Encoders

BagOfWords

class deep_qa.layers.encoders.bag_of_words.BOWEncoder(**kwargs)[source]

Bases: deep_qa.layers.masked_layer.MaskedLayer

Bag of Words Encoder takes a matrix of shape (num_words, word_dim) and returns a vector of size (word_dim), which is an average of the (unmasked) rows in the input matrix. This could have been done using a Lambda layer, except that Lambda layer does not support masking (as of Keras 1.0.7).

compute_mask(inputs, mask=None)[source]

Computes an output mask tensor.

# Arguments
inputs: Tensor or list of tensors. mask: Tensor or list of tensors.
# Returns
None or a tensor (or list of tensors,
one per output tensor of the layer).
compute_output_shape(input_shape)[source]
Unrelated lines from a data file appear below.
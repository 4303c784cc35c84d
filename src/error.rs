use crate::chunk::ChunkTag;
use core::convert::Infallible;

/// Error type for the different decoding failures
#[derive(Debug, PartialEq, Clone, Copy, thiserror::Error)]
pub enum Error {
    /// The `fmt ` or `data` chunk could not be found by the scan
    #[error("no `{0}` chunk found")]
    MissingChunk(ChunkTag),
    /// Audio format is not linear PCM
    #[error("unsupported compression, audio format {0}")]
    UnsupportedCompression(u16),
    /// Channel count outside of mono or stereo
    #[error("unsupported channel count {0}")]
    UnsupportedChannelCount(u16),
    /// Byte rate, block size or sample rate disagree with the rest of the header
    #[error("inconsistent header data")]
    InconsistentHeader,
    /// Bit depth other than 8, 16 or 24
    #[error("unsupported bit depth {0}")]
    UnsupportedBitDepth(u16),
    /// The byte source ended before a declared field or sample
    #[error("byte source ended before the declared data")]
    TruncatedData,
}

impl Error {
    /// The kind of this error
    pub fn kind(&self) -> ErrorKind {
        match self {
            Error::MissingChunk(_) => ErrorKind::MissingChunk,
            Error::UnsupportedCompression(_) => ErrorKind::UnsupportedCompression,
            Error::UnsupportedChannelCount(_) => ErrorKind::UnsupportedChannelCount,
            Error::InconsistentHeader => ErrorKind::InconsistentHeader,
            Error::UnsupportedBitDepth(_) => ErrorKind::UnsupportedBitDepth,
            Error::TruncatedData => ErrorKind::TruncatedData,
        }
    }
}

/// Error returned when decoding from a byte source
#[derive(Debug, PartialEq, thiserror::Error)]
pub enum ReadError<E> {
    /// Error reported by the underlying byte source
    #[error("byte source unavailable: {0:?}")]
    SourceUnavailable(E),
    /// Error from the parser
    #[error(transparent)]
    Parser(#[from] Error),
}

impl<E> ReadError<E> {
    /// The kind of this error
    pub fn kind(&self) -> ErrorKind {
        match self {
            ReadError::SourceUnavailable(_) => ErrorKind::SourceUnavailable,
            ReadError::Parser(e) => e.kind(),
        }
    }
}

impl<E> From<embedded_io::ReadExactError<E>> for ReadError<E> {
    fn from(e: embedded_io::ReadExactError<E>) -> Self {
        match e {
            embedded_io::ReadExactError::UnexpectedEof => ReadError::Parser(Error::TruncatedData),
            embedded_io::ReadExactError::Other(e) => ReadError::SourceUnavailable(e),
        }
    }
}

impl From<ReadError<Infallible>> for Error {
    fn from(e: ReadError<Infallible>) -> Self {
        match e {
            ReadError::Parser(e) => e,
            ReadError::SourceUnavailable(never) => match never {},
        }
    }
}

/// Discriminant of every failure a load can end in
#[derive(Debug, PartialEq, Eq, Clone, Copy)]
pub enum ErrorKind {
    /// Byte source cannot be opened or read
    SourceUnavailable,
    /// `fmt ` or `data` chunk not found
    MissingChunk,
    /// Audio format other than PCM
    UnsupportedCompression,
    /// Channels outside of 1 or 2
    UnsupportedChannelCount,
    /// Declared byte rate or block size don't match derived values
    InconsistentHeader,
    /// Bit depth outside of 8, 16 or 24
    UnsupportedBitDepth,
    /// Byte source shorter than its declared contents
    TruncatedData,
}

#[cfg(test)]
mod tests {
    use super::*;

    #[test]
    fn read_exact_errors_map_to_kinds() {
        let eof: ReadError<u8> = embedded_io::ReadExactError::UnexpectedEof.into();
        assert_eq!(eof, ReadError::Parser(Error::TruncatedData));
        assert_eq!(eof.kind(), ErrorKind::TruncatedData);

        let other: ReadError<u8> = embedded_io::ReadExactError::Other(7).into();
        assert_eq!(other, ReadError::SourceUnavailable(7));
        assert_eq!(other.kind(), ErrorKind::SourceUnavailable);
    }

    #[test]
    fn parser_error_kinds() {
        assert_eq!(
            Error::MissingChunk(ChunkTag::Data).kind(),
            ErrorKind::MissingChunk
        );
        assert_eq!(
            Error::UnsupportedCompression(3).kind(),
            ErrorKind::UnsupportedCompression
        );
        assert_eq!(
            ReadError::<()>::Parser(Error::InconsistentHeader).kind(),
            ErrorKind::InconsistentHeader
        );
    }

    #[test]
    fn infallible_read_error_unwraps_to_parser_error() {
        let e: Error = ReadError::<Infallible>::Parser(Error::UnsupportedBitDepth(12)).into();
        assert_eq!(e, Error::UnsupportedBitDepth(12));
    }
}
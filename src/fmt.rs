use crate::error::{Error, ReadError};
use crate::source;
use embedded_io::{Read, Seek};

/// Audio format code for uncompressed linear PCM
pub const PCM: u16 = 1;

/// Bit depths that can be decoded
#[derive(Debug, PartialEq, Eq, Clone, Copy)]
pub enum BitDepth {
    /// Unsigned 8-bit samples
    Eight = 8,
    /// Signed 16-bit samples
    Sixteen = 16,
    /// Signed 24-bit samples
    TwentyFour = 24,
}

impl BitDepth {
    fn from_u16(value: u16) -> Result<Self, Error> {
        match value {
            8 => Ok(BitDepth::Eight),
            16 => Ok(BitDepth::Sixteen),
            24 => Ok(BitDepth::TwentyFour),
            _ => Err(Error::UnsupportedBitDepth(value)),
        }
    }

    /// Number of bits per sample
    pub fn bits(self) -> u16 {
        self as u16
    }

    /// Number of bytes a single sample occupies
    pub fn bytes_per_sample(self) -> u16 {
        self.bits() / 8
    }
}

/// Struct representing the `fmt ` section of a WAV file
///
/// for more information see [`here`]
///
/// [`here`]: http://soundfile.sapp.org/doc/WaveFormat/
#[derive(Debug, PartialEq, Clone, Copy)]
pub struct Fmt {
    /// audio format, always [`PCM`] after validation
    pub audio_format: u16,
    /// number of audio channels in the sample data, `1` or `2`, channels are interleaved
    pub num_channels: u16,
    /// sample rate, typical values are `44_100`, `48_000` or `96_000`
    pub sample_rate: u32,
    /// declared byte rate
    pub bytes_per_second: u32,
    /// declared size of one interleaved frame holding a sample of each channel
    pub bytes_per_block: u16,
    /// bit depth for each sample
    pub bit_depth: BitDepth,
}

/// Size of the fields read from the start of the `fmt ` chunk body
pub const FMT_BODY_LEN: usize = 16;

impl Fmt {
    /// Parse and validate the first 16 bytes of a `fmt ` chunk body.
    ///
    /// Checks run in order and stop at the first failure: PCM format,
    /// mono or stereo, consistent header, supported bit depth.
    ///
    /// ```
    /// use pcm_wav::{BitDepth, Error, Fmt};
    ///
    /// let body = [
    ///     0x01, 0x00, // audio format
    ///     0x02, 0x00, // num channels
    ///     0x44, 0xac, 0x00, 0x00, // sample rate
    ///     0x10, 0xb1, 0x02, 0x00, // byte rate
    ///     0x04, 0x00, // block align
    ///     0x10, 0x00, // bits per sample
    /// ];
    ///
    /// let fmt = Fmt::from_bytes(&body).unwrap();
    /// assert_eq!(fmt.sample_rate, 44_100);
    /// assert_eq!(fmt.bit_depth, BitDepth::Sixteen);
    ///
    /// let mut float = body;
    /// float[0] = 0x03;
    /// assert_eq!(Fmt::from_bytes(&float), Err(Error::UnsupportedCompression(3)));
    /// ```
    pub fn from_bytes(bytes: &[u8; FMT_BODY_LEN]) -> Result<Self, Error> {
        let audio_format = u16::from_le_bytes([bytes[0], bytes[1]]);
        let num_channels = u16::from_le_bytes([bytes[2], bytes[3]]);
        let sample_rate = u32::from_le_bytes([bytes[4], bytes[5], bytes[6], bytes[7]]);
        let bytes_per_second = u32::from_le_bytes([bytes[8], bytes[9], bytes[10], bytes[11]]);
        let bytes_per_block = u16::from_le_bytes([bytes[12], bytes[13]]);
        let bit_depth = u16::from_le_bytes([bytes[14], bytes[15]]);

        if audio_format != PCM {
            return Err(Error::UnsupportedCompression(audio_format));
        }

        if !(1..=2).contains(&num_channels) {
            return Err(Error::UnsupportedChannelCount(num_channels));
        }

        // A zero rate would make every duration infinite
        if sample_rate == 0 {
            return Err(Error::InconsistentHeader);
        }

        let expected_bytes_per_second =
            num_channels as u64 * sample_rate as u64 * bit_depth as u64 / 8;
        let expected_bytes_per_block = num_channels as u64 * (bit_depth as u64 / 8);

        if bytes_per_second as u64 != expected_bytes_per_second
            || bytes_per_block as u64 != expected_bytes_per_block
        {
            return Err(Error::InconsistentHeader);
        }

        let bit_depth = BitDepth::from_u16(bit_depth)?;

        Ok(Fmt {
            audio_format,
            num_channels,
            sample_rate,
            bytes_per_second,
            bytes_per_block,
            bit_depth,
        })
    }

    /// Read and validate the `fmt ` chunk body starting at `body_offset`
    pub fn read_from<R>(source: &mut R, body_offset: u64) -> Result<Self, ReadError<R::Error>>
    where
        R: Read + Seek,
    {
        let bytes = source::read_array::<R, FMT_BODY_LEN>(source, body_offset)?;
        Ok(Self::from_bytes(&bytes)?)
    }

    /// Number of bytes a single sample occupies
    pub fn bytes_per_sample(&self) -> u16 {
        self.bit_depth.bytes_per_sample()
    }
}

pub(crate) mod asynch {
    use super::*;
    use crate::source::asynch as source;
    use embedded_io_async::{Read, Seek};

    pub(crate) async fn read_fmt<R>(
        source: &mut R,
        body_offset: u64,
    ) -> Result<Fmt, ReadError<R::Error>>
    where
        R: Read + Seek,
    {
        let bytes = source::read_array::<R, FMT_BODY_LEN>(source, body_offset).await?;
        Ok(Fmt::from_bytes(&bytes)?)
    }
}
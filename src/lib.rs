//! `no_std` decoder for uncompressed PCM WAV files.
//!
//! Samples are read from any random-access byte source implementing the
//! `embedded-io` [`Read`](embedded_io::Read) and [`Seek`](embedded_io::Seek)
//! traits and normalized into per-channel `f32` or `f64` sequences. Mono and
//! stereo files at 8, 16 or 24 bits per sample are supported, anything else
//! is rejected with an [`Error`].
//!
//! Decoding a WAV file held in memory:
//! ```
//! use pcm_wav::AudioFile;
//!
//! let bytes: [u8; 52] = [
//!     0x52, 0x49, 0x46, 0x46, // RIFF
//!     0x2c, 0x00, 0x00, 0x00, // chunk size
//!     0x57, 0x41, 0x56, 0x45, // WAVE
//!     0x66, 0x6d, 0x74, 0x20, // fmt_
//!     0x10, 0x00, 0x00, 0x00, // chunk size
//!     0x01, 0x00, // audio format
//!     0x02, 0x00, // num channels
//!     0x80, 0xbb, 0x00, 0x00, // sample rate
//!     0x00, 0xee, 0x02, 0x00, // byte rate
//!     0x04, 0x00, // block align
//!     0x10, 0x00, // bits per sample
//!     0x64, 0x61, 0x74, 0x61, // data
//!     0x08, 0x00, 0x00, 0x00, // chunk size
//!     0x00, 0x40, 0x00, 0xc0, // sample 1 L+R
//!     0x00, 0x00, 0xff, 0x7f, // sample 2 L+R
//! ];
//!
//! let mut audio = AudioFile::<f32>::new();
//! audio.load_bytes(&bytes).unwrap();
//!
//! assert_eq!(audio.num_channels(), 2);
//! assert_eq!(audio.bit_depth(), 16);
//! assert_eq!(audio.sample_rate(), 48_000);
//! assert_eq!(audio.channel(0), Some(&[0.5, 0.0][..]));
//! assert_eq!(audio.channel(1), Some(&[-0.5, 0.9999695][..]));
//! ```
//!
//! Reading from a file with the `std` feature:
//! ```no_run
//! # #[cfg(feature = "std")]
//! # fn main() -> Result<(), Box<dyn std::error::Error>> {
//! use pcm_wav::AudioFile;
//!
//! let mut audio = AudioFile::<f64>::new();
//! audio
//!     .load_file("./stereo_24_48000.wav")
//!     .map_err(|e| format!("{e:?}"))?;
//!
//! let mut summary = String::new();
//! audio.print_summary(&mut summary)?;
//! println!("{summary}");
//! # Ok(())
//! # }
//! # #[cfg(not(feature = "std"))]
//! # fn main() {}
//! ```
//!
//! Any other byte source works through the `embedded-io` traits, blocking
//! with [`AudioFile::load`] or async with [`AudioFile::load_async`].

#![cfg_attr(all(not(test), not(feature = "std")), no_std)]
#![warn(missing_docs)]

extern crate alloc;

mod audio_file;
mod buffer;
mod chunk;
mod conversion;
mod error;
mod fmt;
mod source;

pub use audio_file::{AudioFile, LoadState, Summary};
pub use buffer::AudioBuffer;
pub use chunk::{find_chunk, ChunkDescriptor, ChunkTag};
pub use conversion::{decode_sample, i24_from_le_bytes, Sample};
pub use error::{Error, ErrorKind, ReadError};
pub use fmt::{BitDepth, Fmt, FMT_BODY_LEN, PCM};
pub use source::SliceSource;

#[cfg(feature = "std")]
pub use source::{File, FileError};
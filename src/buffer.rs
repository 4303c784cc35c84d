use alloc::vec::Vec;
use core::ops::Index;

/// Decoded samples, one sequence per channel
#[derive(Debug, Clone, PartialEq)]
pub struct AudioBuffer<T> {
    channels: Vec<Vec<T>>,
}

impl<T> AudioBuffer<T> {
    /// An empty buffer without any channels
    pub fn new() -> Self {
        Self { channels: Vec::new() }
    }

    /// A buffer of `num_channels` empty channels with room for
    /// `samples_per_channel` samples each
    pub(crate) fn with_capacity(num_channels: usize, samples_per_channel: usize) -> Self {
        let channels = (0..num_channels)
            .map(|_| Vec::with_capacity(samples_per_channel))
            .collect();
        Self { channels }
    }

    /// Append a sample to the end of `channel`
    ///
    /// Panics if `channel` is out of range, callers only pass channels
    /// below the validated channel count.
    pub(crate) fn push(&mut self, channel: usize, sample: T) {
        self.channels[channel].push(sample);
    }

    /// Number of channels
    pub fn num_channels(&self) -> usize {
        self.channels.len()
    }

    /// Number of samples in each channel
    pub fn num_samples_per_channel(&self) -> usize {
        self.channels.first().map_or(0, Vec::len)
    }

    /// Samples of a single channel
    pub fn channel(&self, channel: usize) -> Option<&[T]> {
        self.channels.get(channel).map(Vec::as_slice)
    }

    /// Iterate over the channels in order
    pub fn channels(&self) -> impl ExactSizeIterator<Item = &[T]> {
        self.channels.iter().map(Vec::as_slice)
    }

    /// `true` when there are no channels or no samples
    pub fn is_empty(&self) -> bool {
        self.num_samples_per_channel() == 0
    }

    /// Drop all channels and samples
    pub fn clear(&mut self) {
        self.channels.clear();
    }
}

impl<T> Default for AudioBuffer<T> {
    fn default() -> Self {
        Self::new()
    }
}

impl<T> Index<usize> for AudioBuffer<T> {
    type Output = [T];

    fn index(&self, channel: usize) -> &Self::Output {
        &self.channels[channel]
    }
}
// discovery.rs - Scan-and-validate pass over declared systems
//
// Turns raw SystemDecls into validated SystemDescriptors. Purely a
// validation pass: no side effects beyond the produced descriptors, and
// the first malformed declaration aborts the whole sequence.

use crate::component::ComponentRegistry;
use crate::descriptor::{SystemDecl, SystemDescriptor, SystemEntry, SystemKind};
use crate::error::BridgeError;
use crate::trampoline::MAX_QUERY_ARITY;

/// Capabilities of the discovery pass.
#[derive(Clone, Copy, Debug)]
pub struct DiscoveryConfig {
    /// Largest query the trampoline generator can service. Earlier hosts
    /// limited this to one component; the current unpack helpers go up to
    /// [`MAX_QUERY_ARITY`].
    pub max_query_arity: usize,
}

impl Default for DiscoveryConfig {
    fn default() -> Self {
        Self {
            max_query_arity: MAX_QUERY_ARITY,
        }
    }
}

/// Validate every declared system and produce its descriptor.
///
/// Declaration order is preserved. Any malformed declaration fails the
/// whole pass; partial results are never returned.
pub fn discover(
    decls: &[SystemDecl],
    components: &ComponentRegistry,
    config: &DiscoveryConfig,
) -> Result<Vec<SystemDescriptor>, BridgeError> {
    let mut descriptors = Vec::with_capacity(decls.len());
    for decl in decls {
        let descriptor = match decl.kind {
            SystemKind::Startup => validate_startup(decl)?,
            SystemKind::Update => validate_update(decl, components, config)?,
        };
        tracing::debug!(
            system = descriptor.name(),
            kind = ?descriptor.kind(),
            arity = descriptor.components().len(),
            "discovered system"
        );
        descriptors.push(descriptor);
    }
    Ok(descriptors)
}

fn validate_startup(decl: &SystemDecl) -> Result<SystemDescriptor, BridgeError> {
    let well_formed = decl.query.is_none()
        && decl.params.is_empty()
        && matches!(decl.entry, SystemEntry::Startup(_));
    if !well_formed {
        return Err(BridgeError::InvalidStartupSignature { system: decl.name });
    }
    Ok(SystemDescriptor::new(
        decl.name,
        SystemKind::Startup,
        Vec::new(),
        decl.entry,
    ))
}

fn validate_update(
    decl: &SystemDecl,
    components: &ComponentRegistry,
    config: &DiscoveryConfig,
) -> Result<SystemDescriptor, BridgeError> {
    let query = decl
        .query
        .ok_or(BridgeError::MissingQueryDeclaration { system: decl.name })?;

    // An empty per-entity query has no defined semantics; anything above
    // the generator's tuple limit cannot be unpacked.
    if query.is_empty() || query.len() > config.max_query_arity {
        return Err(BridgeError::UnsupportedQueryArity {
            system: decl.name,
            arity: query.len(),
            max: config.max_query_arity,
        });
    }

    // Parameter list must be (delta_time, ref T1 .. ref Tn) matching the
    // query in count and order. The decl records only the component names;
    // dt is implicit in the callable shape.
    if query != decl.params || !matches!(decl.entry, SystemEntry::Update(_)) {
        return Err(BridgeError::SignatureMismatch {
            system: decl.name,
            declared: query.join(", "),
            actual: decl.params.join(", "),
        });
    }

    let mut metas = Vec::with_capacity(query.len());
    for &name in query {
        let meta = components
            .lookup(name)
            .ok_or(BridgeError::UnknownComponent {
                system: decl.name,
                component: name,
            })?;
        metas.push(*meta);
    }

    Ok(SystemDescriptor::new(
        decl.name,
        SystemKind::Update,
        metas,
        decl.entry,
    ))
}
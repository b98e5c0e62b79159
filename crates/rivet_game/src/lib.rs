//! Rivet sample game plugin.
//!
//! Built as a `cdylib` the host loads at startup. The host calls
//! [`RegisterAll`] exactly once with its symbol resolver; everything else
//! (startup, per-entity updates) flows back in through the entry points the
//! bridge registers during that call.

pub mod components;
pub mod systems;

use crate::components::{Camera, GameStats, Material, Mesh, Player, Transform, Velocity};
use crate::systems::{ApplyVelocity, DrivePlayer, SpawnScene, TrackStats};
use rivet_abi::HostResolverFn;
use rivet_bridge::{components, SystemDecl};

/// Every system this plugin exposes, in registration order.
pub fn system_manifest() -> Vec<SystemDecl> {
    vec![
        SpawnScene::decl(),
        ApplyVelocity::decl(),
        DrivePlayer::decl(),
        TrackStats::decl(),
    ]
}

/// Plugin entry point, called by the host at load time.
///
/// A failed registration leaves the plugin unusable; the error is logged
/// and the host is expected to treat the load as failed. There is nothing
/// to roll back, since no trampoline became reachable.
#[no_mangle]
#[allow(non_snake_case)]
pub unsafe extern "C" fn RegisterAll(resolver: Option<HostResolverFn>) {
    let Some(resolver) = resolver else {
        tracing::error!("host passed a null symbol resolver");
        return;
    };

    let manifest = components![
        Transform, Camera, Velocity, Player, Mesh, Material, GameStats
    ];
    if let Err(error) = rivet_bridge::register_all(resolver, manifest, &system_manifest()) {
        tracing::error!(%error, "plugin registration failed");
    }
}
Computes the output shape of the layer.

Assumes that the layer will be built to match that input shape provided.

# Arguments
input_shape: Shape tuple (tuple of integers)
or list of shape tuples (one per output tensor of the layer). Shape tuples can include None for free dimensions, instead of an integer.
# Returns
An input shape tuple.

ConvolutionalEncoder

class deep_qa.layers.encoders.convolutional_encoder.CNNEncoder(units: int, num_filters: int, ngram_filter_sizes: typing.Tuple[int] = (2, 3, 4, 5), conv_layer_activation: str = 'relu', l1_regularization: float = None, l2_regularization: float = None, **kwargs)[source]

Bases: deep_qa.layers.masked_layer.MaskedLayer

CNNEncoder is a combination of multiple convolution layers and max pooling layers. This is defined as a single layer to be consistent with the other encoders in terms of input and output specifications. The input to this “layer” is of shape (batch_size, num_words, embedding_dim) and the output is of size (batch_size, output_dim).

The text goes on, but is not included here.